• [DIRECTIONS FOR THIS TASK] Go to the line containing "filename crates/core/src/levelgen/corpus.rs" in the records below and print it and every following line exactly, on through the line containing "use super::patterns::Pattern;", then stop.

Start of DATA SHOWN

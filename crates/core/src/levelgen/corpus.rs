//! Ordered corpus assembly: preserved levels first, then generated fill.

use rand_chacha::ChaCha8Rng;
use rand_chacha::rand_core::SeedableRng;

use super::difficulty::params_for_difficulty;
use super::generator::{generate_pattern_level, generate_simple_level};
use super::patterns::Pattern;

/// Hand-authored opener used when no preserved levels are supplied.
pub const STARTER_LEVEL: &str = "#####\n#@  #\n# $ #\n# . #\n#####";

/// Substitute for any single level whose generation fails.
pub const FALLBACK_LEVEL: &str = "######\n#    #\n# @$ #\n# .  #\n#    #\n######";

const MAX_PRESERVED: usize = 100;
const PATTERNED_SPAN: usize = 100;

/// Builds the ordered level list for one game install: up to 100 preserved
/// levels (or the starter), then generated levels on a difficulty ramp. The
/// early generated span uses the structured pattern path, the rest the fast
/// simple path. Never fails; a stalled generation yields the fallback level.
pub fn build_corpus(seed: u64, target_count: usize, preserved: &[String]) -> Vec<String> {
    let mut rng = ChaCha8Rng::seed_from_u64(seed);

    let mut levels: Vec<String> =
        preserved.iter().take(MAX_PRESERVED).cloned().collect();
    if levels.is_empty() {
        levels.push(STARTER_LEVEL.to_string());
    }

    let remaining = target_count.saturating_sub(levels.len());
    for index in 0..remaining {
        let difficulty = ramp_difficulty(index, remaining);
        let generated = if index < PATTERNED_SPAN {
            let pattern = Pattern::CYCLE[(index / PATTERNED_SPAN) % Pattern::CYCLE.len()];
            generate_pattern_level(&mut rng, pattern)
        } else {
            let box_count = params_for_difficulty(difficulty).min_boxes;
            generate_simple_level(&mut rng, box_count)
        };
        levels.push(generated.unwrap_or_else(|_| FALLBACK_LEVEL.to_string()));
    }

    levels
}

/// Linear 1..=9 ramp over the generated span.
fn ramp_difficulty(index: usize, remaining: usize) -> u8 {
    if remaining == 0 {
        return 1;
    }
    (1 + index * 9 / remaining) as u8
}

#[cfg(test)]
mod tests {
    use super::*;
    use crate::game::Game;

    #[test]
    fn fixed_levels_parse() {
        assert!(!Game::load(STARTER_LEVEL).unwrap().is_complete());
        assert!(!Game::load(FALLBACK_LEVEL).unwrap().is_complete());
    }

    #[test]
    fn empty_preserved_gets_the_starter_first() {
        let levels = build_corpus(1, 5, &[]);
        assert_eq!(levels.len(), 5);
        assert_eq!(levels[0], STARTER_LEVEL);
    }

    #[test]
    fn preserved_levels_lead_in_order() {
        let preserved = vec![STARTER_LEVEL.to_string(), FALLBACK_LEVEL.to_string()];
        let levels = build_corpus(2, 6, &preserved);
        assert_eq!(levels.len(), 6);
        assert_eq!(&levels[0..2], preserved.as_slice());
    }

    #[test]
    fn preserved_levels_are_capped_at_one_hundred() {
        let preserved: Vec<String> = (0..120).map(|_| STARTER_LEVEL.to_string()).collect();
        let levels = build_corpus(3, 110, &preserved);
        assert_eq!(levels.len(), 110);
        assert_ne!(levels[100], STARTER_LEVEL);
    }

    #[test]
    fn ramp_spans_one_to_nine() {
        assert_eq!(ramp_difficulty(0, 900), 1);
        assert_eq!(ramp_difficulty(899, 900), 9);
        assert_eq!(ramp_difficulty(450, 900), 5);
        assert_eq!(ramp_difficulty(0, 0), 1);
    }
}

End of DATA SHOWN
Start of DATA SHOWN

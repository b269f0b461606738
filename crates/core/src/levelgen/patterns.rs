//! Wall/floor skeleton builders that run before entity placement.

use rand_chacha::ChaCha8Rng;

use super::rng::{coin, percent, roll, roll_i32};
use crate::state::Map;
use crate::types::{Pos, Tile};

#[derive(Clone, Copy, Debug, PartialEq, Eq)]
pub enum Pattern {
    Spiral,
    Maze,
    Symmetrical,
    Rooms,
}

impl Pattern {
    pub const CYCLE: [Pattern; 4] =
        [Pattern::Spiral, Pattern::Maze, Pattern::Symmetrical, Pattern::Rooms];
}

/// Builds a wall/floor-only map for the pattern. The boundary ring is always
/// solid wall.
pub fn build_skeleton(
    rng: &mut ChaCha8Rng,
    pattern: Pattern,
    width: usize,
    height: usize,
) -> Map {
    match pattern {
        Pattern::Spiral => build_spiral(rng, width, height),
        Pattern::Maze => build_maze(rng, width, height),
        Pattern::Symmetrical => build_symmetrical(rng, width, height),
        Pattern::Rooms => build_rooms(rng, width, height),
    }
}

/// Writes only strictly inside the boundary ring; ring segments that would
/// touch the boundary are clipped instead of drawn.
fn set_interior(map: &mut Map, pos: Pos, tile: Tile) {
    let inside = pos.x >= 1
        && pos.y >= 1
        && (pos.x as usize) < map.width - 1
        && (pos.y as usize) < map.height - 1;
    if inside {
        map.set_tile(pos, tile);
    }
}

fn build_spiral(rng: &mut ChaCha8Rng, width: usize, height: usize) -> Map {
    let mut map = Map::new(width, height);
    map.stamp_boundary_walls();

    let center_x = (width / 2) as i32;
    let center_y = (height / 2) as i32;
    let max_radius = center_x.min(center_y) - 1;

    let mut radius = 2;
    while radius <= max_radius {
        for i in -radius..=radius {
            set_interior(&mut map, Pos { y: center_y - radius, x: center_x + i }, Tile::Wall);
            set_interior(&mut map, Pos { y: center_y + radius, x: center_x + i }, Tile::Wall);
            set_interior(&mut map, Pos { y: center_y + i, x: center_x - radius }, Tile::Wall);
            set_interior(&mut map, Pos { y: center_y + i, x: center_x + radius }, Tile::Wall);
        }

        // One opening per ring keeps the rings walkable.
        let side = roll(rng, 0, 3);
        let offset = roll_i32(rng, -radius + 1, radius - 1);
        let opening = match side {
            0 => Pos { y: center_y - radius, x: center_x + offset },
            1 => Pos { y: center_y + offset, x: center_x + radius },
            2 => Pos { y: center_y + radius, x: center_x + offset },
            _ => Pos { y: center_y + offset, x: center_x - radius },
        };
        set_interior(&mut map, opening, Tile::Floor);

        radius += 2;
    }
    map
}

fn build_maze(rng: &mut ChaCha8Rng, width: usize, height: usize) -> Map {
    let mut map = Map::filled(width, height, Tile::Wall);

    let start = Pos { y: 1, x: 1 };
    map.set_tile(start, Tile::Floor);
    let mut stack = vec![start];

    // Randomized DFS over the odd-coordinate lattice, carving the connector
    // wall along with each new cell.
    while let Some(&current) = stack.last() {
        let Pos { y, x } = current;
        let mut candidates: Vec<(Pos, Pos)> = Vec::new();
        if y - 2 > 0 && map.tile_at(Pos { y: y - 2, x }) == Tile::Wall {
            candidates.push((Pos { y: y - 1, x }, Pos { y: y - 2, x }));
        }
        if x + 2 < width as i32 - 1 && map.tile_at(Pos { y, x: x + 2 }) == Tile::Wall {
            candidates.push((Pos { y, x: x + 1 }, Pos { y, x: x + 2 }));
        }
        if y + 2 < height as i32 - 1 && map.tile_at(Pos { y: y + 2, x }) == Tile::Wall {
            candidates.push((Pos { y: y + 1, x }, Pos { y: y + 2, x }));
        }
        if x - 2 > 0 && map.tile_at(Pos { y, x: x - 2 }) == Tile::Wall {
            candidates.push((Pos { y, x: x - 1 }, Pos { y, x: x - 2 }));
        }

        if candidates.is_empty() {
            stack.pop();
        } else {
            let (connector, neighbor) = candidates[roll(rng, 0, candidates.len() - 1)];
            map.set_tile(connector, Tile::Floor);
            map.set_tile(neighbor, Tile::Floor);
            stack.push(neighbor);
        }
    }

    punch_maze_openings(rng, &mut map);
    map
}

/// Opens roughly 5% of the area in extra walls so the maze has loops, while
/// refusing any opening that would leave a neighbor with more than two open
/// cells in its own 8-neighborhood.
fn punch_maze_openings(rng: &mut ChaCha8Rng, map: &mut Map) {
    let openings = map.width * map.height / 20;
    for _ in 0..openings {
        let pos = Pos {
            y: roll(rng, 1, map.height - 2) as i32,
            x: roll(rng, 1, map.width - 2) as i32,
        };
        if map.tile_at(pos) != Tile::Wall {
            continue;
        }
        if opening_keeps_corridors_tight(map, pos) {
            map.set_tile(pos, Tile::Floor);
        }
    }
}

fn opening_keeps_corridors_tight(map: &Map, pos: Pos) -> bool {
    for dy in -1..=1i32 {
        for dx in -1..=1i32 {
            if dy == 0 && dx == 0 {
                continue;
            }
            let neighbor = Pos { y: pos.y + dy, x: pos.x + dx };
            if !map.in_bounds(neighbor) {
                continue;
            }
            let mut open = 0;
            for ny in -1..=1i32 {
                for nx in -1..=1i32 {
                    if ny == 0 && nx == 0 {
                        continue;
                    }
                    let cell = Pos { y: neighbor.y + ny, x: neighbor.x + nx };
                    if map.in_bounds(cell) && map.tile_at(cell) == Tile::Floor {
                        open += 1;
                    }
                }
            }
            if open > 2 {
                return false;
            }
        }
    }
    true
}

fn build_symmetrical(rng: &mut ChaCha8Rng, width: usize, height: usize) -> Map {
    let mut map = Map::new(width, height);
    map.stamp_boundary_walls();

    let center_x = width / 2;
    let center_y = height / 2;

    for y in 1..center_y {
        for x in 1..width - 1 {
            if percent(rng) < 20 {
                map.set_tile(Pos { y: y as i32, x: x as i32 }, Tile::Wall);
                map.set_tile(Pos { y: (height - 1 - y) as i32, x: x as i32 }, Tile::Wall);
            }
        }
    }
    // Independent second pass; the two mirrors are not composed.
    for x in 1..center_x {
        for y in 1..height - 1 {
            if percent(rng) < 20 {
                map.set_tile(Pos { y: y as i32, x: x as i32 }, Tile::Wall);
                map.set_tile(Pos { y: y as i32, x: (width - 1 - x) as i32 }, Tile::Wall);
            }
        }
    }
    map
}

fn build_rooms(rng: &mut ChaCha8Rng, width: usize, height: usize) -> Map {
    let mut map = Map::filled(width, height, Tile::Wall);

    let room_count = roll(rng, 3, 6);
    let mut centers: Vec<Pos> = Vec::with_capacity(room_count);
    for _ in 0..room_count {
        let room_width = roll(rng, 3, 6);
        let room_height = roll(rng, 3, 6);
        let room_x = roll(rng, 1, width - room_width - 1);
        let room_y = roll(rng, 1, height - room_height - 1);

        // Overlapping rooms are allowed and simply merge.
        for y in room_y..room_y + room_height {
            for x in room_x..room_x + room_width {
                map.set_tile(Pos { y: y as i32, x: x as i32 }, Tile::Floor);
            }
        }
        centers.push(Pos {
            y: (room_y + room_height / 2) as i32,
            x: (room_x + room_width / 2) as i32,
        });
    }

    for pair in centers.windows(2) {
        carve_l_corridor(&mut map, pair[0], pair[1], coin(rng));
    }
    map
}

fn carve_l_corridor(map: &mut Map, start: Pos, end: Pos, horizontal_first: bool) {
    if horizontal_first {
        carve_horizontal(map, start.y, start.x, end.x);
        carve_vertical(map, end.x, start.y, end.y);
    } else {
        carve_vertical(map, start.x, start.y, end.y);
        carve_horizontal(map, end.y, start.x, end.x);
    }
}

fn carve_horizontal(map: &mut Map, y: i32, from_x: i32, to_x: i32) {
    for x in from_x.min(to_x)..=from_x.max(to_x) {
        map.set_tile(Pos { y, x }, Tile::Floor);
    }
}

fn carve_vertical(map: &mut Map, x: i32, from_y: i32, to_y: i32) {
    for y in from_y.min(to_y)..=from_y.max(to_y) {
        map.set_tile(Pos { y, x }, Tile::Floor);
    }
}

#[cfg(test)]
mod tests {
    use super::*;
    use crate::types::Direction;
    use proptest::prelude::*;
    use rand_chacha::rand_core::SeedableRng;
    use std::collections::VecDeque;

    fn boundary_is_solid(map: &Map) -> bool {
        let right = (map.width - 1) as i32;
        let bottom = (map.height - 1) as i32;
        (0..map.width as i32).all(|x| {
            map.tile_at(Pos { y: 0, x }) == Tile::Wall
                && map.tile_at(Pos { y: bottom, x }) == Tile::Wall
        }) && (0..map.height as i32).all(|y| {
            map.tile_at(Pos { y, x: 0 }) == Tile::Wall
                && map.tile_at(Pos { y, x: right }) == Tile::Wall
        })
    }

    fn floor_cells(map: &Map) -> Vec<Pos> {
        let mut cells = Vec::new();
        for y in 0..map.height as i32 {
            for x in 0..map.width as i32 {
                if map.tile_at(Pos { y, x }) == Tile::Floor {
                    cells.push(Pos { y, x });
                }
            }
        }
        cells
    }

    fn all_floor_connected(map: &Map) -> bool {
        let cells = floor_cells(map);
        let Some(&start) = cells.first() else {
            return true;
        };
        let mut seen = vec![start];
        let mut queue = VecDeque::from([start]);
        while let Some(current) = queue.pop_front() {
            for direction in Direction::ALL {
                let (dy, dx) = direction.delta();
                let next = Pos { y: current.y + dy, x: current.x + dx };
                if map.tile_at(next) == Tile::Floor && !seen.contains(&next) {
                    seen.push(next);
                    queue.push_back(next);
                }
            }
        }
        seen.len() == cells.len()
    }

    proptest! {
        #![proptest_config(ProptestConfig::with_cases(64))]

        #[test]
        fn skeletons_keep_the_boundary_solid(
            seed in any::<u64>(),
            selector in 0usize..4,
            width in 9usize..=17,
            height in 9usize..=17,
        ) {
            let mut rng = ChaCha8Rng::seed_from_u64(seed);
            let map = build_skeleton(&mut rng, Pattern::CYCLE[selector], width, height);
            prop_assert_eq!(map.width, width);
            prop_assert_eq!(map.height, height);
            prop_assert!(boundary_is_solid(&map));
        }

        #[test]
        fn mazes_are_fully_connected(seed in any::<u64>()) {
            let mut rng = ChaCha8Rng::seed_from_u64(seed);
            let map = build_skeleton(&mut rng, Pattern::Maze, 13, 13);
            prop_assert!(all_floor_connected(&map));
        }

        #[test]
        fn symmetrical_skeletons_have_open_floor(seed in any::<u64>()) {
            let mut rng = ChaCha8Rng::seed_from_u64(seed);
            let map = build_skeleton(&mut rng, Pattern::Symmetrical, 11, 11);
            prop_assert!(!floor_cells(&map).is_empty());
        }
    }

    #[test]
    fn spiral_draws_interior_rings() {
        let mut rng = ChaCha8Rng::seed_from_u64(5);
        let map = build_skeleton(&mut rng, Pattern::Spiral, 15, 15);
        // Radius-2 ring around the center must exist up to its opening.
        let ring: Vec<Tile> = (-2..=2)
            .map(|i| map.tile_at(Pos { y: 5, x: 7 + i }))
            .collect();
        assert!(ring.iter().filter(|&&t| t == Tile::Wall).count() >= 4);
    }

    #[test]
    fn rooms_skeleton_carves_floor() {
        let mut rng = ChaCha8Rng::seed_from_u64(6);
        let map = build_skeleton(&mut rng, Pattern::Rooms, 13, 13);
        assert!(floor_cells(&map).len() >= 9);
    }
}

End of DATA SHOWN

• [SOLUTION FOR THIS PROBLEM]
filename crates/core/src/levelgen/corpus.rs
//! Ordered corpus assembly: preserved levels first, then generated fill.

use rand_chacha::ChaCha8Rng;
use rand_chacha::rand_core::SeedableRng;

use super::difficulty::params_for_difficulty;
use super::generator::{generate_pattern_level, generate_simple_level};
use super::patterns::Pattern;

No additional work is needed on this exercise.